Task statement: Gather up every line from the entries below that uses the word "errors".

Records provided:
<<<<

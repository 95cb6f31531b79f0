//! Axum extractors for authentication
//!
//! Generic over any state `S` where `AuthBackend: FromRef<S>`.
//! This is axum's idiomatic nested-state pattern.

use axum::{
    extract::{FromRef, FromRequestParts},
    http::{header::AUTHORIZATION, request::Parts},
};
use mailroom_common::Permission;

use crate::backend::AuthBackend;
use crate::context::AuthContext;
use crate::error::AuthError;
use crate::jwt::extract_bearer_token;

/// Authenticated user extractor (JWT)
#[derive(Debug)]
pub struct AuthUser(pub AuthContext);

impl<S> FromRequestParts<S> for AuthUser
where
    AuthBackend: FromRef<S>,
    S: Send + Sync,
{
    type Rejection = AuthError;

    async fn from_request_parts(
        parts: &mut Parts,
        state: &S,
    ) -> std::result::Result<Self, Self::Rejection> {
        let backend = AuthBackend::from_ref(state);

        let auth_header = parts
            .headers
            .get(AUTHORIZATION)
            .ok_or(AuthError::MissingAuthorization)?;

        let token = extract_bearer_token(auth_header)?;
        let auth_context = backend.authenticate_jwt(&token).await?;

        Ok(AuthUser(auth_context))
    }
}

/// Administrator extractor.
///
/// Like `AuthUser` but rejects callers without `ManageUsers` with 403.
/// Runs before any body extractor, so permission is checked before the
/// request payload is validated.
#[derive(Debug)]
pub struct AdminUser(pub AuthContext);

impl<S> FromRequestParts<S> for AdminUser
where
    AuthBackend: FromRef<S>,
    S: Send + Sync,
{
    type Rejection = AuthError;

    async fn from_request_parts(
        parts: &mut Parts,
        state: &S,
    ) -> std::result::Result<Self, Self::Rejection> {
        let AuthUser(auth_context) = AuthUser::from_request_parts(parts, state).await?;

        if !auth_context.has_permission(Permission::ManageUsers) {
            tracing::debug!(
                user_id = %auth_context.user_id(),
                role = %auth_context.role(),
                "Rejected caller without manage-users permission"
            );
            return Err(AuthError::InsufficientPermission);
        }

        Ok(AdminUser(auth_context))
    }
}
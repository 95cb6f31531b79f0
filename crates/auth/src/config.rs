//! Authentication configuration

/// Authentication configuration
#[derive(Debug, Clone)]
pub struct AuthConfig {
    pub jwt_secret: String,
    pub issuer: Option<String>,
    pub audience: Option<String>,
}
//! Custom axum extractors for Mailroom

use axum::{
    extract::{rejection::JsonRejection, FromRequest, Request},
    response::{IntoResponse, Response},
    Json,
};
use serde::{de::DeserializeOwned, Deserialize, Serialize};
use validator::Validate;

use crate::Error;

/// Default page size for list endpoints
pub const DEFAULT_PAGE_SIZE: i64 = 20;

/// Maximum page size for list endpoints
pub const MAX_PAGE_SIZE: i64 = 100;

/// Page-number pagination parameters for list endpoints
#[derive(Debug, Clone, Copy, Default, Deserialize, Serialize)]
#[serde(rename_all = "camelCase")]
pub struct PageQuery {
    #[serde(default)]
    pub page: Option<i64>,
    #[serde(default)]
    pub page_size: Option<i64>,
}

impl PageQuery {
    pub fn new(page: Option<i64>, page_size: Option<i64>) -> Self {
        Self { page, page_size }
    }

    /// Get the 1-based page number, defaulting to 1
    pub fn page(&self) -> i64 {
        self.page.unwrap_or(1).max(1)
    }

    /// Get the page size, defaulting to 20, silently capped at 100
    pub fn page_size(&self) -> i64 {
        self.page_size.unwrap_or(DEFAULT_PAGE_SIZE).clamp(1, MAX_PAGE_SIZE)
    }

    /// Number of rows skipped before this page
    pub fn offset(&self) -> i64 {
        (self.page() - 1).saturating_mul(self.page_size())
    }
}

/// JSON extractor that validates the deserialized value automatically.
///
/// Replaces `Json<T>` + manual `.validate()` calls in handlers.
/// Requires `T: DeserializeOwned + Validate`.
///
/// All input errors (deserialization + validation) return 400.
#[derive(Debug)]
pub struct ValidatedJson<T>(pub T);

/// Rejection type for `ValidatedJson`:
/// - JSON deserialization errors → 400 (via `Error::Validation`)
/// - Validation errors → 400 (via `Error::Validation`)
#[derive(Debug)]
pub enum ValidatedJsonRejection {
    Json(JsonRejection),
    Validation(Error),
}

impl IntoResponse for ValidatedJsonRejection {
    fn into_response(self) -> Response {
        match self {
            ValidatedJsonRejection::Json(e) => Error::Validation(e.body_text()).into_response(),
            ValidatedJsonRejection::Validation(e) => e.into_response(),
        }
    }
}

impl<T, S> FromRequest<S> for ValidatedJson<T>
where
    T: DeserializeOwned + Validate,
    S: Send + Sync,
{
    type Rejection = ValidatedJsonRejection;

    async fn from_request(req: Request, state: &S) -> Result<Self, Self::Rejection> {
        let Json(value) = Json::<T>::from_request(req, state)
            .await
            .map_err(ValidatedJsonRejection::Json)?;
        value.validate().map_err(|e| {
            ValidatedJsonRejection::Validation(Error::Validation(format!(
                "Validation failed: {}",
                e
            )))
        })?;
        Ok(ValidatedJson(value))
    }
}
//! Authentication and permission gate tests
//!
//! Every admin route rejects anonymous callers with 401 and non-emperors with 403,
//! and the role is read fresh on every request.

use axum::http::{Method, StatusCode};
use serde_json::json;

use mailroom_auth::{issue_token, AuthConfig};
use mailroom_common::RoleName;

use crate::common::{assertions::assert_error, send, TestApp, UserFixture};

fn admin_routes() -> Vec<(Method, String, Option<serde_json::Value>)> {
    let id = uuid::Uuid::new_v4();
    vec![
        (Method::GET, "/api/admin/users".to_string(), None),
        (
            Method::PATCH,
            "/api/admin/users".to_string(),
            Some(json!({"updates": [{"userId": id.to_string(), "maxEmails": 3}]})),
        ),
        (Method::GET, "/api/admin/stats".to_string(), None),
        (
            Method::POST,
            "/api/roles/users".to_string(),
            Some(json!({"searchText": "someone"})),
        ),
        (
            Method::PATCH,
            format!("/api/roles/users/{}/max-emails", id),
            Some(json!({"maxEmails": 3})),
        ),
        (
            Method::POST,
            "/api/roles/promote".to_string(),
            Some(json!({"userId": id.to_string(), "roleName": "knight"})),
        ),
        (
            Method::DELETE,
            "/api/roles/delete-uncertified".to_string(),
            None,
        ),
    ]
}

#[tokio::test]
async fn test_admin_routes_require_authentication() {
    let app = TestApp::new();
    for (method, uri, body) in admin_routes() {
        let (status, body) = send(app.test_router(), method, &uri, None, body).await;
        assert_error(status, &body, StatusCode::UNAUTHORIZED, "MISSING_AUTHORIZATION");
    }
}

#[tokio::test]
async fn test_admin_routes_forbid_non_emperors() {
    let app = TestApp::new();
    let fixtures = [
        UserFixture::with_role(&app, "duke", Some(RoleName::Duke)).unwrap(),
        UserFixture::with_role(&app, "knight", Some(RoleName::Knight)).unwrap(),
        UserFixture::with_role(&app, "civilian", Some(RoleName::Civilian)).unwrap(),
        UserFixture::with_role(&app, "unassigned", None).unwrap(),
    ];

    for fixture in &fixtures {
        for (method, uri, body) in admin_routes() {
            let (status, body) = send(
                app.test_router(),
                method.clone(),
                &uri,
                Some(&fixture.jwt_token),
                body,
            )
            .await;
            assert_error(status, &body, StatusCode::FORBIDDEN, "FORBIDDEN");
        }
    }

    // Nothing was purged by the forbidden DELETE calls
    for fixture in &fixtures {
        assert!(app.user(fixture.user.id).is_some());
    }
}

#[tokio::test]
async fn test_permission_is_checked_before_body_validation() {
    let app = TestApp::new();
    let knight = UserFixture::knight(&app).unwrap();

    let (status, body) = send(
        app.test_router(),
        Method::PATCH,
        "/api/admin/users",
        Some(&knight.jwt_token),
        Some(json!({"updates": []})),
    )
    .await;
    assert_error(status, &body, StatusCode::FORBIDDEN, "FORBIDDEN");
}

#[tokio::test]
async fn test_demotion_takes_effect_on_next_request() {
    let app = TestApp::new();
    let admin = UserFixture::emperor(&app).unwrap();

    let (status, _) = send(
        app.test_router(),
        Method::GET,
        "/api/admin/stats",
        Some(&admin.jwt_token),
        None,
    )
    .await;
    assert_eq!(status, StatusCode::OK);

    app.store.set_role(admin.user.id, RoleName::Duke).unwrap();

    let (status, body) = send(
        app.test_router(),
        Method::GET,
        "/api/admin/stats",
        Some(&admin.jwt_token),
        None,
    )
    .await;
    assert_error(status, &body, StatusCode::FORBIDDEN, "FORBIDDEN");
}

#[tokio::test]
async fn test_invalid_tokens_are_rejected() {
    let app = TestApp::new();
    let admin = UserFixture::emperor(&app).unwrap();

    let (status, body) = send(
        app.test_router(),
        Method::GET,
        "/api/admin/users",
        Some("not.a.jwt"),
        None,
    )
    .await;
    assert_error(status, &body, StatusCode::UNAUTHORIZED, "INVALID_TOKEN");

    let forged = issue_token(
        admin.user.id,
        &AuthConfig {
            jwt_secret: "some-other-secret".to_string(), // pragma: allowlist secret
            issuer: Some("mailroom-test".to_string()),
            audience: Some("authenticated".to_string()),
        },
        600,
    )
    .unwrap();
    let (status, body) = send(
        app.test_router(),
        Method::GET,
        "/api/admin/users",
        Some(&forged),
        None,
    )
    .await;
    assert_error(status, &body, StatusCode::UNAUTHORIZED, "INVALID_TOKEN");
}

#[tokio::test]
async fn test_token_for_deleted_user_is_rejected() {
    let app = TestApp::new();
    let admin = UserFixture::emperor(&app).unwrap();
    app.store.remove_user(admin.user.id).unwrap();

    let (status, body) = send(
        app.test_router(),
        Method::GET,
        "/api/admin/users",
        Some(&admin.jwt_token),
        None,
    )
    .await;
    assert_error(status, &body, StatusCode::UNAUTHORIZED, "USER_NOT_FOUND");
}

#[tokio::test]
async fn test_role_stats_are_public() {
    let app = TestApp::new();
    let (status, _) = send(app.test_router(), Method::GET, "/api/roles/stats", None, None).await;
    assert_eq!(status, StatusCode::OK);
}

>>>>

Answer to the exercise:
/// All input errors (deserialization + validation) return 400.
/// - JSON deserialization errors → 400 (via `Error::Validation`)
/// - Validation errors → 400 (via `Error::Validation`)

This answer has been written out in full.